Actos (pioglitazone) Disease Interactions
There are 7 disease interactions with Actos (pioglitazone):
The use of thiazolidinediones, alone or in combination with other antidiabetic agents, has been associated with fluid retention and new onset or exacerbation of heart failure. An increased risk of cardiovascular events (heart failure worsening; new or worsening edema; new or worsening dyspnea; increases in heart failure medication; myocardial infarction; angina; cardiovascular hospitalization and deaths) has been reported with rosiglitazone therapy in type II diabetic patients with New York Heart Association (NYHA) Class I or II congestive heart failure compared to placebo. Likewise, overnight hospitalization for CHF was observed in 9.9% of diabetic patients with NYHA Class II and III heart failure on pioglitazone compared to 4.7% of patients on glyburide. An increased incidence of cardiovascular adverse events including edema and cardiac failure has also been reported in patients receiving a thiazolidinedione in combination with insulin relative to insulin and placebo. Therapy with thiazolidinediones should be administered cautiously and initiated at the lowest recommended dosage in patients with congestive heart failure. Thiazolidinediones are not recommended for the treatment of patients with NYHA Class III or IV cardiac status. Patients should be monitored for signs of worsening heart failure such as increased dyspnea, edema, and weight gain. Therapy should be discontinued if any deterioration in cardiac status occurs.
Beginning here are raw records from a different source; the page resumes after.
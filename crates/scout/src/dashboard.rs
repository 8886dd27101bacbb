//! Terminal dashboard for manual event triggers.
//!
//! Reads commands from stdin and feeds the channels the tree's adapters
//! drain on each tick:
//!
//! - `scan`: press the scan button
//! - `battery <pct>`: set the simulated battery level
//! - `quit`: request shutdown

use behavior_tree::ShutdownHandle;
use tokio::io::{AsyncBufReadExt, BufReader};
use tokio::sync::{mpsc, watch};

pub async fn run(
    scan_tx: mpsc::UnboundedSender<()>,
    battery_tx: watch::Sender<f64>,
    shutdown: ShutdownHandle,
) {
    tracing::info!("dashboard ready: `scan`, `battery <pct>`, `quit`");
    let mut lines = BufReader::new(tokio::io::stdin()).lines();
    while let Ok(Some(line)) = lines.next_line().await {
        let mut words = line.split_whitespace();
        match words.next() {
            Some("scan") => {
                if scan_tx.send(()).is_err() {
                    break;
                }
            }
            Some("battery") => match words.next().and_then(|pct| pct.parse::<f64>().ok()) {
                Some(pct) => {
                    battery_tx.send_replace(pct);
                }
                None => tracing::warn!("usage: battery <pct>"),
            },
            Some("quit") => {
                shutdown.request();
                break;
            }
            Some(other) => tracing::warn!(command = other, "unknown dashboard command"),
            None => {}
        }
    }
}
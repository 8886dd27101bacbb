//! Action-client leaf bridging the tree to an external goal server.
//!
//! The tree never blocks on an external operation: [`ActionClient`] sends a
//! goal when its branch is activated, polls the goal's state once per tick,
//! and issues a fire-and-forget cancellation if the branch is abandoned
//! while the goal is still in flight. Exactly one goal is outstanding per
//! client instance at a time.

use std::time::Duration;

use crate::error::SetupError;
use crate::{Behavior, Status};

/// Identifier for one goal invocation, allocated by the server.
pub type GoalId = u64;

/// State of a goal as observed from the server.
#[derive(Debug, Clone, Copy, PartialEq, Eq)]
pub enum GoalState {
    /// Accepted but not yet being executed.
    Pending,
    /// Being executed.
    Active,
    /// Finished successfully.
    Succeeded,
    /// The server gave up on the goal.
    Aborted,
    /// Cancelled before completion.
    Preempted,
}

impl GoalState {
    /// Returns `true` if the goal can no longer change state.
    #[inline]
    pub fn is_terminal(self) -> bool {
        matches!(
            self,
            GoalState::Succeeded | GoalState::Aborted | GoalState::Preempted
        )
    }
}

/// Capability offered by an external goal-execution server.
///
/// All methods must return promptly: `goal_state` is a snapshot poll, and
/// `cancel` is a request whose acknowledgement is never awaited; the
/// server's actual stop time is unbounded and not the tree's concern.
pub trait GoalClient<G>: Send {
    /// Blocks until the server is reachable, up to `timeout`.
    ///
    /// Only called during one-time tree setup, never from the tick loop.
    fn wait_for_server(&self, timeout: Duration) -> bool;

    /// Submits a new goal and returns its identifier.
    fn send_goal(&mut self, goal: G) -> GoalId;

    /// Polls the current state of a previously sent goal.
    ///
    /// `None` means the server is unreachable or no longer knows the goal.
    fn goal_state(&self, id: GoalId) -> Option<GoalState>;

    /// Requests cancellation of a goal. Fire-and-forget.
    fn cancel(&mut self, id: GoalId);
}

/// Leaf owning the lifecycle of one outstanding external goal.
///
/// # Lifecycle
///
/// - `setup`: waits for the server within the setup timeout.
/// - `initialise`: sends a fresh copy of the preconfigured goal. This is the only
///   place a goal is ever sent, so re-ticking a finished node without a
///   fresh activation cannot double-send.
/// - `update`: polls and maps: `Pending`/`Active` → `Running`, `Succeeded`
///   → `Success`, `Aborted`/`Preempted`/unreachable → `Failure`.
/// - `terminate`: cancels the tracked goal iff it is not yet terminal, then
///   forgets it, so the next activation restarts from a fresh send rather
///   than resuming (cancel-and-restart preemption).
pub struct ActionClient<G, C> {
    name: String,
    status: Status,
    client: C,
    goal: G,
    active: Option<GoalId>,
}

impl<G, C> ActionClient<G, C>
where
    G: Clone + Send,
    C: GoalClient<G>,
{
    pub fn new(name: impl Into<String>, client: C, goal: G) -> Self {
        Self {
            name: name.into(),
            status: Status::Invalid,
            client,
            goal,
            active: None,
        }
    }
}

impl<G, C> Behavior for ActionClient<G, C>
where
    G: Clone + Send,
    C: GoalClient<G>,
{
    fn name(&self) -> &str {
        &self.name
    }

    fn status(&self) -> Status {
        self.status
    }

    fn status_mut(&mut self) -> &mut Status {
        &mut self.status
    }

    fn setup(&mut self, timeout: Duration) -> Result<(), SetupError> {
        if self.client.wait_for_server(timeout) {
            Ok(())
        } else {
            Err(SetupError::ServerUnavailable {
                node: self.name.clone(),
                timeout,
            })
        }
    }

    fn initialise(&mut self) {
        let id = self.client.send_goal(self.goal.clone());
        tracing::debug!(node = %self.name, goal = id, "goal sent");
        self.active = Some(id);
    }

    fn update(&mut self) -> Status {
        let Some(id) = self.active else {
            return Status::Failure;
        };
        match self.client.goal_state(id) {
            Some(GoalState::Pending | GoalState::Active) => Status::Running,
            Some(GoalState::Succeeded) => Status::Success,
            Some(GoalState::Aborted | GoalState::Preempted) => Status::Failure,
            None => {
                tracing::debug!(node = %self.name, goal = id, "goal server unreachable");
                Status::Failure
            }
        }
    }

    fn terminate(&mut self, new_status: Status) {
        if let Some(id) = self.active.take() {
            let outstanding = self
                .client
                .goal_state(id)
                .is_some_and(|state| !state.is_terminal());
            if outstanding {
                tracing::debug!(
                    node = %self.name,
                    goal = id,
                    ?new_status,
                    "cancelling outstanding goal"
                );
                self.client.cancel(id);
            }
        }
    }
}

#[cfg(test)]
mod tests {
    use super::*;
    use std::collections::HashMap;
    use std::sync::{Arc, Mutex, PoisonError};

    #[derive(Default)]
    struct ServerState {
        next_id: GoalId,
        goals: HashMap<GoalId, GoalState>,
        cancelled: Vec<GoalId>,
        reachable: bool,
    }

    /// Hand-driven goal server: tests set each goal's state directly.
    #[derive(Clone)]
    struct FakeServer(Arc<Mutex<ServerState>>);

    impl FakeServer {
        fn new(reachable: bool) -> Self {
            Self(Arc::new(Mutex::new(ServerState {
                reachable,
                ..ServerState::default()
            })))
        }

        fn set_state(&self, id: GoalId, state: GoalState) {
            self.lock().goals.insert(id, state);
        }

        fn sent(&self) -> u64 {
            self.lock().next_id
        }

        fn cancelled(&self) -> Vec<GoalId> {
            self.lock().cancelled.clone()
        }

        fn lock(&self) -> std::sync::MutexGuard<'_, ServerState> {
            self.0.lock().unwrap_or_else(PoisonError::into_inner)
        }
    }

    impl GoalClient<&'static str> for FakeServer {
        fn wait_for_server(&self, _timeout: Duration) -> bool {
            self.lock().reachable
        }

        fn send_goal(&mut self, _goal: &'static str) -> GoalId {
            let mut state = self.lock();
            state.next_id += 1;
            let id = state.next_id;
            state.goals.insert(id, GoalState::Pending);
            id
        }

        fn goal_state(&self, id: GoalId) -> Option<GoalState> {
            let state = self.lock();
            if !state.reachable {
                return None;
            }
            state.goals.get(&id).copied()
        }

        fn cancel(&mut self, id: GoalId) {
            let mut state = self.lock();
            state.cancelled.push(id);
            state.goals.insert(id, GoalState::Preempted);
        }
    }

    fn client(server: &FakeServer) -> ActionClient<&'static str, FakeServer> {
        ActionClient::new("rotate", server.clone(), "rotate 360")
    }

    #[test]
    fn setup_fails_when_server_unreachable() {
        let server = FakeServer::new(false);
        let mut node = client(&server);
        let result = node.setup(Duration::from_millis(10));
        assert!(matches!(
            result,
            Err(SetupError::ServerUnavailable { .. })
        ));
    }

    #[test]
    fn goal_lifecycle_maps_to_statuses() {
        let server = FakeServer::new(true);
        let mut node = client(&server);

        assert_eq!(node.tick(), Status::Running); // Pending
        server.set_state(1, GoalState::Active);
        assert_eq!(node.tick(), Status::Running);
        server.set_state(1, GoalState::Succeeded);
        assert_eq!(node.tick(), Status::Success);
    }

    #[test]
    fn aborted_goal_fails() {
        let server = FakeServer::new(true);
        let mut node = client(&server);

        node.tick();
        server.set_state(1, GoalState::Aborted);
        assert_eq!(node.tick(), Status::Failure);
        // Already terminal: completion must not issue a cancel.
        assert!(server.cancelled().is_empty());
    }

    #[test]
    fn running_ticks_do_not_resend_goals() {
        let server = FakeServer::new(true);
        let mut node = client(&server);

        for _ in 0..5 {
            node.tick();
        }
        assert_eq!(server.sent(), 1);
    }

    #[test]
    fn preemption_cancels_and_restarts() {
        let server = FakeServer::new(true);
        let mut node = client(&server);

        assert_eq!(node.tick(), Status::Running);
        node.stop(Status::Invalid);
        assert_eq!(server.cancelled(), vec![1]);

        // Fresh activation sends a brand new goal.
        assert_eq!(node.tick(), Status::Running);
        assert_eq!(server.sent(), 2);
    }

    #[test]
    fn unreachable_server_mid_run_fails() {
        let server = FakeServer::new(true);
        let mut node = client(&server);

        node.tick();
        server.lock().reachable = false;
        assert_eq!(node.tick(), Status::Failure);
    }
}
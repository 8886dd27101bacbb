//! Shared key/value store decoupling event sources from the tree.
//!
//! The blackboard lets asynchronous inputs (button presses, sensor
//! thresholds) interrupt an in-progress branch without explicit callbacks:
//! adapters write named variables from any thread, and condition leaves
//! read them on the next tick. Any node may read or write any key: the
//! coupling is by name, not by tree structure.
//!
//! Keys are declared at tree-build time through the typed [`Key`] handle,
//! so every read and write site agrees on the value type at compile time.
//! "Key not set" remains a runtime outcome and maps to a plain `Failure`
//! in condition leaves.

use std::any::Any;
use std::collections::HashMap;
use std::fmt;
use std::marker::PhantomData;
use std::sync::{Arc, PoisonError, RwLock};

use crate::error::BlackboardError;

type Store = HashMap<String, Box<dyn Any + Send + Sync>>;

/// Typed handle to one blackboard variable.
///
/// Cloning is cheap (the name is reference-counted), so the same key can be
/// handed to the writer adapter and to every condition that reads it.
pub struct Key<T> {
    name: Arc<str>,
    _marker: PhantomData<fn() -> T>,
}

impl<T> Key<T> {
    pub fn new(name: &str) -> Self {
        Self {
            name: Arc::from(name),
            _marker: PhantomData,
        }
    }

    pub fn name(&self) -> &str {
        &self.name
    }
}

impl<T> Clone for Key<T> {
    fn clone(&self) -> Self {
        Self {
            name: Arc::clone(&self.name),
            _marker: PhantomData,
        }
    }
}

impl<T> fmt::Debug for Key<T> {
    fn fmt(&self, f: &mut fmt::Formatter<'_>) -> fmt::Result {
        f.debug_tuple("Key").field(&self.name).finish()
    }
}

/// Process-wide shared store; cloning yields another handle to the same
/// underlying map.
///
/// Writers may be on any thread (tick thread or async adapters); each read
/// observes a consistent value, so two behaviors sharing a key see the same
/// value within one tick.
#[derive(Clone, Default)]
pub struct Blackboard {
    inner: Arc<RwLock<Store>>,
}

impl Blackboard {
    pub fn new() -> Self {
        Self::default()
    }

    /// Writes a value, replacing any previous value under the same key.
    pub fn set<T: Any + Send + Sync>(&self, key: &Key<T>, value: T) {
        let mut store = self.inner.write().unwrap_or_else(PoisonError::into_inner);
        store.insert(key.name().to_owned(), Box::new(value));
    }

    /// Reads a value, returning `None` when the key is absent or was
    /// written with a different type.
    pub fn get<T: Any + Send + Sync + Clone>(&self, key: &Key<T>) -> Option<T> {
        let store = self.inner.read().unwrap_or_else(PoisonError::into_inner);
        store.get(key.name())?.downcast_ref::<T>().cloned()
    }

    /// Reads a value, distinguishing an unset key from a type mismatch.
    pub fn read<T: Any + Send + Sync + Clone>(&self, key: &Key<T>) -> Result<T, BlackboardError> {
        let store = self.inner.read().unwrap_or_else(PoisonError::into_inner);
        let value = store
            .get(key.name())
            .ok_or_else(|| BlackboardError::NotSet(key.name().to_owned()))?;
        value
            .downcast_ref::<T>()
            .cloned()
            .ok_or_else(|| BlackboardError::WrongType(key.name().to_owned()))
    }

    /// Returns `true` if a value exists under this key.
    pub fn contains<T>(&self, key: &Key<T>) -> bool {
        let store = self.inner.read().unwrap_or_else(PoisonError::into_inner);
        store.contains_key(key.name())
    }

    /// Removes a key, consuming a one-shot event flag.
    ///
    /// Returns `true` if a value was present.
    pub fn clear<T>(&self, key: &Key<T>) -> bool {
        let mut store = self.inner.write().unwrap_or_else(PoisonError::into_inner);
        store.remove(key.name()).is_some()
    }
}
Thiazolidinediones can cause dose-related edema. Therapy with thiazolidinediones should be administered cautiously in patients at risk for congestive heart failure as well as those with fluid overload or other conditions that may be adversely affected by excess fluid such as hypertension. Patients should be monitored for signs and symptoms of heart failure such as dyspnea, swelling of legs or ankles, and weight gain.
Initiation of rosiglitazone or pioglitazone therapy is not recommended in patients who exhibit clinical evidence of active liver disease or increased baseline serum transaminase levels (ALT exceeding 2.5 times upper limit of normal). Use of these agents is also not recommended in patients who have experienced jaundice during treatment with troglitazone. The use of troglitazone, another agent in the thiazolidinedione class, has been associated with clinically significant elevations in liver enzymes, reversible jaundice, and idiosyncratic hepatocellular injury including rare cases of liver failure, liver transplants, and death. Injury has occurred after both short- and long-term treatment. While these effects have not been associated with other thiazolidinediones in clinical trials, concerns exist because of their structural similarities. In addition, isolated cases of hepatitis and hepatic enzyme elevations to 3 or more times the upper limit of normal have been reported with both rosiglitazone and pioglitazone during postmarketing use. Rarely, these events have involved hepatic failure with and without fatal outcome, although causality has not been established. Until more safety data are available, patients who are prescribed thiazolidinedione therapy should have serum transaminase levels checked at baseline and periodically thereafter as clinically necessary. Mild to moderate elevations (ALT less than or equal to 2.5 times ULN) require cautious use with more frequent monitoring to determine if the elevations resolve or worsen. Patients who develop potential symptoms of hepatic injury such as unexplained nausea, vomiting, abdominal pain, fatigue, anorexia, and dark urine should have liver enzymes checked. Therapy should be withdrawn if ALT is elevated and persists above 3 times ULN or if jaundice develops.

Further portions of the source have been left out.